Abstract

Until recently, patients with heart failure and preserved ejection fraction (HFprEF) have been excluded from nearly all large clinical trials in heart failure. Based on the conjecture that this clinical picture of heart failure, also known as diastolic heart failure, may be different from other forms of heart failure, several recent and ongoing clinical trials have targeted more specifically this patient population. The present review critically re-evaluates the pathophysiological rationale for such trials. Novel techniques to evaluate cardiac performance have revealed that HFprEF is a consequence of significant systolic dysfunction of the ventricular muscular pump in the presence of a preserved performance of the ventricular hemodynamic pump.
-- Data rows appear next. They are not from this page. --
use anyhow::Result;
use tracing::{debug, warn};

use crate::cli::ReportKind;
use crate::model::ExtractCounts;

use super::config::ExtractConfig;
use super::document::ReportDocument;
use super::error::ExtractError;
use super::lexicon::{ValuePatterns, parse_count};
use super::outcomes_table::OutcomesTableReader;
use super::records::{CanonicalRecord, MetricValue, Provenance, Quality, RawField, RecordStore};
use super::section_parser::{LabeledValue, SectionSpec, parse_section_page};
use super::table_scorer::TableScorer;
use super::taxonomy::classify;
use super::top_employers::{EmployerScanState, ScanStep, TopEmployerScanner};
use super::unit_resolver::{Resolution, ResolverPolicy, UnitResolver, UnitSource};
use super::units::{Unit, UnitCatalog};
use super::wage_cascade::WageCascade;
use super::year::YearPatterns;

/// Lookup tables and compiled patterns shared by every report kind.
pub(super) struct ExtractionEngine {
    config: ExtractConfig,
    catalog: UnitCatalog,
    values: ValuePatterns,
    years: YearPatterns,
    employment_search: SectionSpec,
    outcomes_scorer: TableScorer,
    outcomes_reader: OutcomesTableReader,
    wages: WageCascade,
    employers: TopEmployerScanner,
}

impl ExtractionEngine {
    pub(super) fn new(config: ExtractConfig) -> Result<Self> {
        Ok(Self {
            catalog: UnitCatalog::new()?,
            values: ValuePatterns::new()?,
            years: YearPatterns::new()?,
            employment_search: SectionSpec::employment_search()?,
            outcomes_scorer: TableScorer::outcomes(config.table_scan_rows, config.table_min_score),
            outcomes_reader: OutcomesTableReader::new()?,
            wages: WageCascade::new(config.wage_bounds, config.sentence_gap_chars)?,
            employers: TopEmployerScanner::new()?,
            config,
        })
    }

    pub(super) fn session(&self, kind: ReportKind) -> Result<KindSession<'_>> {
        Ok(KindSession {
            engine: self,
            kind,
            resolver: UnitResolver::new(
                &self.catalog,
                resolver_policy(kind),
                self.config.top_scan_lines,
                self.config.footer_scan_lines,
            )?,
            store: RecordStore::default(),
            counts: ExtractCounts::default(),
            warnings: Vec::new(),
        })
    }
}

fn resolver_policy(kind: ReportKind) -> ResolverPolicy {
    match kind {
        ReportKind::InternshipWage => ResolverPolicy {
            footer: true,
            anywhere: true,
            lookahead: true,
        },
        ReportKind::Outcomes | ReportKind::EmploymentSearch | ReportKind::TopEmployers => {
            ResolverPolicy::default()
        }
    }
}

/// Unit carried from page to page within one document.
#[derive(Debug, Default)]
struct UnitState {
    current: Option<Unit>,
}

impl UnitState {
    fn adopt(&mut self, resolution: Option<Resolution>) -> Option<Resolution> {
        if let Some(resolution) = resolution {
            self.current = Some(resolution.unit);
        }
        resolution
    }
}

/// Page position within the document being processed.
struct PageCursor<'d> {
    document: &'d dyn ReportDocument,
    index: usize,
}

impl PageCursor<'_> {
    fn page_number(&self) -> usize {
        self.index + 1
    }

    fn provenance(&self, quality: Quality) -> Provenance {
        Provenance {
            document: self.document.name().to_string(),
            page: self.page_number(),
            quality,
        }
    }

    fn next_page_text(&self) -> Option<String> {
        if self.index + 1 >= self.document.page_count() {
            return None;
        }
        self.document.page_text(self.index + 1).ok()
    }
}

/// Accumulated records and statistics for one report kind across a run.
pub(super) struct KindSession<'e> {
    engine: &'e ExtractionEngine,
    kind: ReportKind,
    resolver: UnitResolver<'e>,
    pub store: RecordStore,
    pub counts: ExtractCounts,
    pub warnings: Vec<String>,
}

impl KindSession<'_> {
    pub(super) fn kind(&self) -> ReportKind {
        self.kind
    }

    /// Registers a document and derives its year; `None` means it is skipped.
    pub(super) fn begin_document(&mut self, name: &str) -> Option<i32> {
        self.counts.document_count += 1;
        match self.engine.years.report_year(name) {
            Ok(year) => {
                self.store.observe_year(year);
                Some(year)
            }
            Err(err) => {
                self.skip_document(name, &err);
                None
            }
        }
    }

    pub(super) fn document_failed(&mut self, name: &str, reason: &anyhow::Error) {
        let err = ExtractError::ExtractionFailure {
            document: name.to_string(),
            reason: format!("{reason:#}"),
        };
        self.skip_document(name, &err);
    }

    fn skip_document(&mut self, name: &str, err: &ExtractError) {
        warn!(report = self.kind.as_str(), document = name, kind = err.kind(), error = %err, "skipping document");
        self.counts.skipped_document_count += 1;
        self.warnings.push(err.to_string());
    }

    fn page_failed(&mut self, cursor: &PageCursor<'_>, reason: &anyhow::Error) {
        let err = ExtractError::ExtractionFailure {
            document: cursor.document.name().to_string(),
            reason: format!("page {}: {reason:#}", cursor.page_number()),
        };
        warn!(
            report = self.kind.as_str(),
            document = cursor.document.name(),
            page = cursor.page_number(),
            error = %err,
            "page extraction failed"
        );
        self.counts.failed_page_count += 1;
        self.warnings.push(err.to_string());
    }

    pub(super) fn process_document(&mut self, document: &dyn ReportDocument, year: i32) {
        self.counts.processed_document_count += 1;
        match self.kind {
            ReportKind::Outcomes => self.scan_outcomes(document, year),
            ReportKind::EmploymentSearch => self.scan_employment_search(document, year),
            ReportKind::InternshipWage => self.scan_internship_wages(document, year),
            ReportKind::TopEmployers => self.scan_top_employers(document, year),
        }
        self.counts.canonical_record_count = self.store.len();
    }

    fn read_page(&mut self, cursor: &PageCursor<'_>) -> Option<String> {
        self.counts.page_count += 1;
        match cursor.document.page_text(cursor.index) {
            Ok(text) => Some(text),
            Err(err) => {
                self.page_failed(cursor, &err);
                None
            }
        }
    }

    fn scan_outcomes(&mut self, document: &dyn ReportDocument, year: i32) {
        let engine = self.engine;
        let mut state = UnitState::default();

        for index in 0..document.page_count() {
            let cursor = PageCursor { document, index };
            let Some(text) = self.read_page(&cursor) else {
                continue;
            };
            let resolution = state.adopt(self.resolver.resolve(&text, state.current, None));

            let tables = match document.page_tables(index) {
                Ok(tables) => tables,
                Err(err) => {
                    self.page_failed(&cursor, &err);
                    continue;
                }
            };
            let Some(grid) = engine.outcomes_scorer.select(&engine.values, &tables) else {
                continue;
            };
            let Some(resolution) = self.attribute(&cursor, resolution) else {
                continue;
            };

            let rows = engine.outcomes_reader.read_page(
                &engine.values,
                engine.outcomes_scorer.labels(),
                grid,
                &text,
            );
            for row in rows {
                let field = RawField {
                    label: row.outcome,
                    value: MetricValue::Outcome {
                        count: parse_count(&row.count),
                        percent: row.percent,
                    },
                    provenance: cursor.provenance(Quality::High),
                };
                self.promote(resolution.unit, year, field);
            }
        }
    }

    fn section_fields(
        &self,
        spec: &SectionSpec,
        cursor: &PageCursor<'_>,
        text: &str,
    ) -> Result<Vec<LabeledValue>, ExtractError> {
        if !spec.mentioned_in(text) {
            return Err(ExtractError::NoSectionFound {
                section: spec.name,
                page: cursor.page_number(),
            });
        }
        Ok(parse_section_page(spec, &self.engine.values, text))
    }

    fn scan_employment_search(&mut self, document: &dyn ReportDocument, year: i32) {
        let engine = self.engine;
        let spec = &engine.employment_search;
        let mut state = UnitState::default();

        for index in 0..document.page_count() {
            let cursor = PageCursor { document, index };
            let Some(text) = self.read_page(&cursor) else {
                continue;
            };

            // Section pages repeat other units' names in their prose, so only
            // pages outside the section move the current unit.
            let fields = match self.section_fields(spec, &cursor, &text) {
                Ok(fields) => fields,
                Err(ExtractError::NoSectionFound { .. }) => {
                    state.adopt(self.resolver.declared_unit(&text));
                    continue;
                }
                Err(err) => {
                    debug!(error = %err, "section skipped");
                    continue;
                }
            };
            if fields.is_empty() {
                continue;
            }

            let carried = state.current.map(|unit| Resolution {
                unit,
                source: UnitSource::Carried,
            });
            let Some(resolution) = self.attribute(&cursor, carried) else {
                continue;
            };

            for pair in fields {
                let field = RawField {
                    label: pair.label,
                    value: MetricValue::Percent(pair.value),
                    provenance: cursor.provenance(Quality::High),
                };
                self.promote(resolution.unit, year, field);
            }
        }
    }

    fn scan_internship_wages(&mut self, document: &dyn ReportDocument, year: i32) {
        let engine = self.engine;
        let mut state = UnitState::default();

        for index in 0..document.page_count() {
            let cursor = PageCursor { document, index };
            let Some(text) = self.read_page(&cursor) else {
                continue;
            };

            let found = engine.wages.extract(&text);
            let lookahead = if found.is_some() {
                cursor.next_page_text()
            } else {
                None
            };
            let resolution = state.adopt(self.resolver.resolve(
                &text,
                state.current,
                lookahead.as_deref(),
            ));

            let Some(found) = found else {
                continue;
            };
            let Some(resolution) = self.attribute(&cursor, resolution) else {
                continue;
            };

            debug!(
                document = document.name(),
                page = cursor.page_number(),
                pattern = found.pattern,
                "internship wage matched"
            );
            let field = RawField {
                label: "Internship Wage".to_string(),
                value: MetricValue::Wage(found.stats),
                provenance: cursor.provenance(found.quality),
            };
            self.promote(resolution.unit, year, field);
        }
    }

    fn scan_top_employers(&mut self, document: &dyn ReportDocument, year: i32) {
        let engine = self.engine;
        let mut state = EmployerScanState::default();
        let last_page = document.page_count().min(engine.config.top_employer_max_pages);

        for index in 0..last_page {
            let cursor = PageCursor { document, index };
            let Some(text) = self.read_page(&cursor) else {
                continue;
            };

            match engine.employers.scan_page(&mut state, &text) {
                ScanStep::Continue => {}
                ScanStep::Stopped => break,
                ScanStep::Found(name) => {
                    let implicit = Resolution {
                        unit: Unit::UniversityWide,
                        source: UnitSource::Implicit,
                    };
                    self.count_source(implicit.source);
                    let field = RawField {
                        label: "Top Employer".to_string(),
                        value: MetricValue::Text(name),
                        provenance: cursor.provenance(Quality::High),
                    };
                    self.promote(implicit.unit, year, field);
                    break;
                }
            }
        }
    }

    /// Unit for a page that carries data, or `None` when its data is withheld.
    fn attribute(
        &mut self,
        cursor: &PageCursor<'_>,
        resolution: Option<Resolution>,
    ) -> Option<Resolution> {
        match resolution {
            Some(resolution) => {
                debug!(
                    document = cursor.document.name(),
                    page = cursor.page_number(),
                    unit = resolution.unit.name(),
                    source = resolution.source.as_str(),
                    "unit resolved"
                );
                self.count_source(resolution.source);
                Some(resolution)
            }
            None => {
                let err = ExtractError::UnresolvedUnit {
                    document: cursor.document.name().to_string(),
                    page: cursor.page_number(),
                };
                warn!(report = self.kind.as_str(), error = %err, "page data withheld");
                self.counts.unresolved_unit_page_count += 1;
                self.warnings.push(err.to_string());
                None
            }
        }
    }

    fn count_source(&mut self, source: UnitSource) {
        *self
            .counts
            .unit_sources
            .entry(source.as_str().to_string())
            .or_insert(0) += 1;
    }

    fn promote(&mut self, unit: Unit, year: i32, field: RawField) {
        self.counts.raw_field_count += 1;

        let Some((category, rule)) = classify(self.kind, &field.label) else {
            let err = ExtractError::AmbiguousValue {
                value: field.label.clone(),
                reason: "label matches no taxonomy rule".to_string(),
            };
            debug!(report = self.kind.as_str(), error = %err, "raw field dropped");
            self.counts.unrecognized_label_count += 1;
            return;
        };

        let promotion = self.store.promote(CanonicalRecord {
            unit,
            year,
            category,
            raw_label: field.label,
            value: field.value,
            provenance: field.provenance,
        });
        debug!(
            unit = unit.name(),
            year,
            category = category.label(),
            rule,
            promotion = ?promotion,
            "raw field promoted"
        );
    }
}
Diastolic and systolic heart failure are the mere extremes of a spectrum of different phenotypes of one and the same disease. Ongoing research explores the various disease modifiers, or protective pathways, that delay the progression of remodeling in patients with HFprEF. Although, currently, therapy to improve the prognosis of HFprEF is essentially the same as for other forms of heart failure, the latter ongoing studies may help, in addition, in developing novel and more patient-specific therapeutic strategies in these patients. HFprEF constitutes a heterogenous group of different phenotypes within one continuous spectrum reflecting heart failure as one disease entity. No pathophysiological basis currently warrants setting up empirical clinical trials based on an arbitrary subdivision of patients with heart failure.